The Three-Step Miracle

06.10.2016 |

Episode #2 of the course A serious person’s guide to positive thinking by Mitch Horowitz

 

Here is a way to start thinking differently about how you use your mind. Imagine that a genie offered you a wish, but with a catch—you had to tell him the truth about what you really wanted, otherwise you’d lose everything.

We repeatedly tell ourselves what we think we want (“a better house,” “a new love,” etc.), but rarely do we subject our desires and wishes to mature, sustained scrutiny. Often, we do not know what we want from life at all.

A powerful, simple exercise will blow open how you think about your desires. I call it the Three-Step Miracle. The exercise comes from a beguiling little pamphlet published anonymously in 1926 under the title It Works. In actuality, the author was a Chicago-based salesman named Roy Herbert Jarrett (1874-1937). Jarrett tested his theory for years and didn’t put it in writing until he was past the age of 50.

This program consists of three simple steps. Remember: to benefit, you must do them with total commitment.

1. Carefully devise a list of what you really want from life. Revise it, rewrite it, and work on it every day. Throw your certainties out the window. Keep rewriting and reorganizing your list until it feels absolutely right.

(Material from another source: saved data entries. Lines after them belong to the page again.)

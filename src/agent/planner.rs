//! Planner seam and chat-completions implementation.
//!
//! The reasoning collaborator is a black box: it receives the instruction
//! plus the turn history and answers with exactly one action. [`ChatPlanner`]
//! implements the seam over an OpenAI-compatible chat-completions API; the
//! system prompt pins the model to the closed action set and the response is
//! parsed into a [`PlannedAction`].

use async_trait::async_trait;
use reqwest::Client;
use serde::{Deserialize, Serialize};
use tracing::debug;

use crate::config::PlannerConfig;
use crate::error::{Result, TriggerError};

use super::types::{AgentTurn, PlannedAction};

/// The default chat-completions endpoint URL.
const PLANNER_API_URL: &str = "https://api.openai.com/v1";

/// The action protocol the model must follow.
const SYSTEM_PROMPT: &str = r#"You are the planning step of a trigger-driven assistant. You receive an instruction extracted from an inbound message, plus the history of actions already taken this run.

At each step choose exactly ONE next action and answer with a single JSON object, nothing else:
  {"action":"search","intent":"<what capability is needed>"} - find tools matching an intent
  {"action":"auth","app":"<app name>"} - request authorization for an app
  {"action":"execute","calls":[{"tool_id":"<id from search>","input":{...}}]} - invoke discovered tools
  {"action":"respond","message":"<HTML reply to the user>"} - send the final reply (at most once)
  {"action":"stop"} - finish without replying

Rules:
- Search before executing a tool you have not seen in this run's history.
- Only execute tool ids that appeared in a search result this run.
- If an execution result reports a failure, either try an alternative plan or respond explaining the failure.
- Format respond messages as HTML (<p>, <ul>, <a>, <strong>); include any links as clickable anchors.
- After the task is complete, respond once summarizing what was done, then you are finished."#;

/// The reasoning collaborator: given the instruction and the turns so far,
/// choose exactly one next action.
#[async_trait]
pub trait Planner: Send + Sync {
    async fn next_action(&self, instruction: &str, history: &[AgentTurn])
        -> Result<PlannedAction>;
}

// ============================================================================
// Wire Types
// ============================================================================

#[derive(Debug, Serialize)]
struct ChatRequest<'a> {
    model: &'a str,
    messages: Vec<ChatMessage>,
    max_tokens: u32,
    temperature: f32,
}

#[derive(Debug, Serialize)]
struct ChatMessage {
    role: &'static str,
    content: String,
}

#[derive(Debug, Deserialize)]
struct ChatResponse {
    choices: Vec<ChatChoice>,
}

#[derive(Debug, Deserialize)]
struct ChatChoice {
    message: ChatResponseMessage,
}

#[derive(Debug, Deserialize)]
struct ChatResponseMessage {
    content: Option<String>,
}

// ============================================================================
// Chat Planner
// ============================================================================

/// Chat-completions backed planner.
pub struct ChatPlanner {
    /// API key for authentication
    api_key: String,
    /// API base URL
    api_base: String,
    /// Model identifier
    model: String,
    /// Maximum tokens for one planning response
    max_tokens: u32,
    /// Sampling temperature
    temperature: f32,
    /// HTTP client for making requests
    client: Client,
}

impl ChatPlanner {
    /// Create a new planner against the default endpoint.
    pub fn new(api_key: &str) -> Self {
        Self {
            api_key: api_key.to_string(),
            api_base: PLANNER_API_URL.to_string(),
            model: "gpt-4o".to_string(),
            max_tokens: 1024,
            temperature: 0.2,
            client: Client::new(),
        }
    }

    /// Build a planner from config. The API key must already be validated.
    pub fn from_config(cfg: &PlannerConfig) -> Self {
        Self {
            api_key: cfg.api_key.clone().unwrap_or_default(),
            api_base: cfg.api_base.trim_end_matches('/').to_string(),
            model: cfg.model.clone(),
            max_tokens: cfg.max_tokens,
            temperature: cfg.temperature,
            client: Client::new(),
        }
    }

    fn build_messages(instruction: &str, history: &[AgentTurn]) -> Vec<ChatMessage> {
        let mut messages = vec![
            ChatMessage {
                role: "system",
                content: SYSTEM_PROMPT.to_string(),
            },
            ChatMessage {
                role: "user",
                content: format!("Process this message and execute the instructions:\n\n{}", instruction),
            },
        ];
        if !history.is_empty() {
            let rendered = serde_json::to_string_pretty(history).unwrap_or_default();
            messages.push(ChatMessage {
                role: "user",
                content: format!("Actions taken so far this run:\n{}\n\nChoose the next action.", rendered),
            });
        }
        messages
    }
}

#[async_trait]
impl Planner for ChatPlanner {
    async fn next_action(
        &self,
        instruction: &str,
        history: &[AgentTurn],
    ) -> Result<PlannedAction> {
        let request = ChatRequest {
            model: &self.model,
            messages: Self::build_messages(instruction, history),
            max_tokens: self.max_tokens,
            temperature: self.temperature,
        };

        debug!(model = %self.model, turns = history.len(), "Planning next action");

        let response = self
            .client
            .post(format!("{}/chat/completions", self.api_base))
            .header("Authorization", format!("Bearer {}", self.api_key))
            .header("Content-Type", "application/json")
            .json(&request)
            .send()
            .await
            .map_err(|e| TriggerError::Planner(format!("planner request failed: {}", e)))?;

        if !response.status().is_success() {
            let status = response.status();
            let text = response.text().await.unwrap_or_default();
            return Err(TriggerError::Planner(format!(
                "planner API error ({}): {}",
                status, text
            )));
        }

        let chat: ChatResponse = response
            .json()
            .await
            .map_err(|e| TriggerError::Planner(format!("failed to parse planner response: {}", e)))?;

        let content = chat
            .choices
            .into_iter()
            .next()
            .and_then(|c| c.message.content)
            .unwrap_or_default();

        parse_action(&content)
    }
}

/// Parse the model's reply into an action.
///
/// Tolerates surrounding prose and markdown fences: the first balanced-ish
/// JSON object in the reply is what gets parsed.
pub fn parse_action(content: &str) -> Result<PlannedAction> {
    let trimmed = content.trim();

    let candidate = match (trimmed.find('{'), trimmed.rfind('}')) {
        (Some(start), Some(end)) if start < end => &trimmed[start..=end],
        _ => {
            return Err(TriggerError::Planner(format!(
                "planner reply contains no action object: {:?}",
                truncate(trimmed, 120)
            )))
        }
    };

    serde_json::from_str::<PlannedAction>(candidate).map_err(|e| {
        TriggerError::Planner(format!(
            "planner reply is not a recognized action ({}): {:?}",
            e,
            truncate(candidate, 120)
        ))
    })
}

fn truncate(s: &str, max: usize) -> &str {
    match s.char_indices().nth(max) {
        Some((idx, _)) => &s[..idx],
        None => s,
    }
}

2. Read your list morning, noon, and night; think about it always. Commit to reading it in a quiet, contemplative atmosphere each morning upon waking, again at midday, and once more just before drifting to sleep at night. (Later you’ll see why this timing is important.) Carry it with you in a pocket notebook or on a laminated index card.

3. Tell no one what you are doing. You must keep your list to yourself. This is not to cultivate some air of mystery but rather to prevent others—friends, relatives, coworkers—from making casually negative comments that shake your resolve (a favorite human pastime). These dreams belong to you. They are intimate, powerful, and private.

Then, express gratitude each time results arrive.

That’s it? Yes, that’s it. How can something so simple really work? Because this exercise pushes us to do something that we think we do all the time but rarely try—honestly come to terms with our innermost desires. Most of us drift through life lazily thinking that we want a new house, a loving mate, a better job, and so on. But the things that we repeat inside can merely mirror what we believe would make us look good in the eyes of others or what our upbringing or peers tell us we should want. Or our desires may be fleeting fantasies—we want ice cream, so to speak, until the next thing catches our eye. All of this can obfuscate our most authentic aims and yearnings.

Ask yourself once more: have you ever sat down, in a mature and sustained manner, stripped of all convention and inhibition, and probed, with unsparing honesty, what you really want from life? Someone who scoffs at money may discover that he truly craves wealth. A person who has dedicated herself to promoting others may find that she hungers for the spotlight. A corporate climber may see that he just wants a quiet life at home.

You cannot harness the mental assets covered in this course unless you know where you want to go. When you do, you will discover resources that you never knew you had.